Collected data entries:

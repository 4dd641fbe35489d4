//! Criterion benchmarks for Sentindex.
//!
//! Covers corpus construction, flat id resolution, slicing and merging.

use criterion::{BenchmarkId, Criterion, Throughput, criterion_group, criterion_main};
use rand::Rng;
use sentindex::corpus::{CorpusBuilder, FlatCorpus, FlatId, SentenceSet, merge};
use std::hint::black_box;

const WORDS: &[&str] = &[
    "virus", "protein", "binding", "receptor", "spike", "cell", "host", "infection", "genome",
    "sequence", "patient", "clinical", "trial", "dose", "response", "immune", "antibody",
    "vaccine", "transmission", "incubation",
];

/// Generate `count` documents with a varying number of sentences each.
fn generate_documents(count: usize, first_id: u64) -> Vec<(u64, Vec<String>)> {
    let mut rng = rand::rng();
    (0..count)
        .map(|i| {
            let num_sentences = rng.random_range(1..=20);
            let sentences = (0..num_sentences)
                .map(|_| {
                    let len = rng.random_range(5..25);
                    (0..len)
                        .map(|_| WORDS[rng.random_range(0..WORDS.len())])
                        .collect::<Vec<_>>()
                        .join(" ")
                })
                .collect();
            (first_id + i as u64, sentences)
        })
        .collect()
}

fn build_corpus(documents: Vec<(u64, Vec<String>)>) -> FlatCorpus {
    let ids = documents.iter().map(|(id, _)| *id).collect();
    let mut builder = CorpusBuilder::new(SentenceSet::with_document_ids(ids));
    for (id, sentences) in documents {
        builder.add_document(id, sentences).unwrap();
    }
    builder.build().unwrap()
}

fn bench_construction(c: &mut Criterion) {
    let mut group = c.benchmark_group("construction");
    group.sample_size(20);

    for &count in &[100, 1000, 5000] {
        let documents = generate_documents(count, 0);
        group.throughput(Throughput::Elements(count as u64));
        group.bench_with_input(BenchmarkId::from_parameter(count), &documents, |b, docs| {
            b.iter(|| black_box(build_corpus(docs.clone())));
        });
    }

    group.finish();
}

fn bench_lookup(c: &mut Criterion) {
    let mut group = c.benchmark_group("lookup");
    let corpus = build_corpus(generate_documents(2000, 0));
    let n = corpus.len() as FlatId;

    let mut rng = rand::rng();
    let ids: Vec<FlatId> = (0..1000).map(|_| rng.random_range(-n..n)).collect();

    group.bench_function("get_sentence_single", |b| {
        b.iter(|| black_box(corpus.get_sentence(black_box(n / 2)).unwrap()));
    });

    group.throughput(Throughput::Elements(ids.len() as u64));
    group.bench_function("get_sentence_batch", |b| {
        b.iter(|| {
            for &id in &ids {
                black_box(corpus.get_sentence(id).unwrap());
            }
        });
    });

    group.throughput(Throughput::Elements(ids.len() as u64));
    group.bench_function("lookup_batch", |b| {
        b.iter(|| black_box(corpus.lookup(&ids).unwrap()));
    });

    group.bench_function("slice_stepped", |b| {
        b.iter(|| black_box(corpus.slice(Some(10), Some(-10), Some(7)).unwrap()));
    });

    group.finish();
}

fn bench_merge(c: &mut Criterion) {
    let mut group = c.benchmark_group("merge");
    group.sample_size(10);

    for &num_shards in &[2, 8] {
        let shards: Vec<FlatCorpus> = (0..num_shards)
            .map(|s| build_corpus(generate_documents(500, s as u64 * 500)))
            .collect();
        let total: usize = shards.iter().map(FlatCorpus::len).sum();

        group.throughput(Throughput::Elements(total as u64));
        group.bench_with_input(BenchmarkId::from_parameter(num_shards), &shards, |b, shards| {
            b.iter(|| black_box(merge(shards).unwrap()));
        });
    }

    group.finish();
}

criterion_group!(benches, bench_construction, bench_lookup, bench_merge);
criterion_main!(benches);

(Exercise directions) What you should do is return the records above exactly, leaving nothing out.

(Response below)
repository 4dd641fbe35489d4
//! Criterion benchmarks for Sentindex.
//!
//! Covers corpus construction, flat id resolution, slicing and merging.

use criterion::{BenchmarkId, Criterion, Throughput, criterion_group, criterion_main};
use rand::Rng;
use sentindex::corpus::{CorpusBuilder, FlatCorpus, FlatId, SentenceSet, merge};
use std::hint::black_box;

const WORDS: &[&str] = &[
    "virus", "protein", "binding", "receptor", "spike", "cell", "host", "infection", "genome",
    "sequence", "patient", "clinical", "trial", "dose", "response", "immune", "antibody",
    "vaccine", "transmission", "incubation",
];

/// Generate `count` documents with a varying number of sentences each.
fn generate_documents(count: usize, first_id: u64) -> Vec<(u64, Vec<String>)> {
    let mut rng = rand::rng();
    (0..count)
        .map(|i| {
            let num_sentences = rng.random_range(1..=20);
            let sentences = (0..num_sentences)
                .map(|_| {
                    let len = rng.random_range(5..25);
                    (0..len)
                        .map(|_| WORDS[rng.random_range(0..WORDS.len())])
                        .collect::<Vec<_>>()
                        .join(" ")
                })
                .collect();
            (first_id + i as u64, sentences)
        })
        .collect()
}

fn build_corpus(documents: Vec<(u64, Vec<String>)>) -> FlatCorpus {
    let ids = documents.iter().map(|(id, _)| *id).collect();
    let mut builder = CorpusBuilder::new(SentenceSet::with_document_ids(ids));
    for (id, sentences) in documents {
        builder.add_document(id, sentences).unwrap();
    }
    builder.build().unwrap()
}

fn bench_construction(c: &mut Criterion) {
    let mut group = c.benchmark_group("construction");
    group.sample_size(20);

    for &count in &[100, 1000, 5000] {
        let documents = generate_documents(count, 0);
        group.throughput(Throughput::Elements(count as u64));
        group.bench_with_input(BenchmarkId::from_parameter(count), &documents, |b, docs| {
            b.iter(|| black_box(build_corpus(docs.clone())));
        });
    }

    group.finish();
}

fn bench_lookup(c: &mut Criterion) {
    let mut group = c.benchmark_group("lookup");
    let corpus = build_corpus(generate_documents(2000, 0));
    let n = corpus.len() as FlatId;

    let mut rng = rand::rng();
    let ids: Vec<FlatId> = (0..1000).map(|_| rng.random_range(-n..n)).collect();

    group.bench_function("get_sentence_single", |b| {
        b.iter(|| black_box(corpus.get_sentence(black_box(n / 2)).unwrap()));
    });

    group.throughput(Throughput::Elements(ids.len() as u64));
    group.bench_function("get_sentence_batch", |b| {
        b.iter(|| {
            for &id in &ids {
                black_box(corpus.get_sentence(id).unwrap());
            }
        });
    });

    group.throughput(Throughput::Elements(ids.len() as u64));
    group.bench_function("lookup_batch", |b| {
        b.iter(|| black_box(corpus.lookup(&ids).unwrap()));
    });

    group.bench_function("slice_stepped", |b| {
        b.iter(|| black_box(corpus.slice(Some(10), Some(-10), Some(7)).unwrap()));
    });

    group.finish();
}

fn bench_merge(c: &mut Criterion) {
    let mut group = c.benchmark_group("merge");
    group.sample_size(10);

    for &num_shards in &[2, 8] {
        let shards: Vec<FlatCorpus> = (0..num_shards)
            .map(|s| build_corpus(generate_documents(500, s as u64 * 500)))
            .collect();
        let total: usize = shards.iter().map(FlatCorpus::len).sum();

        group.throughput(Throughput::Elements(total as u64));
        group.bench_with_input(BenchmarkId::from_parameter(num_shards), &shards, |b, shards| {
            b.iter(|| black_box(merge(shards).unwrap()));
        });
    }

    group.finish();
}

criterion_group!(benches, bench_construction, bench_lookup, bench_merge);
criterion_main!(benches);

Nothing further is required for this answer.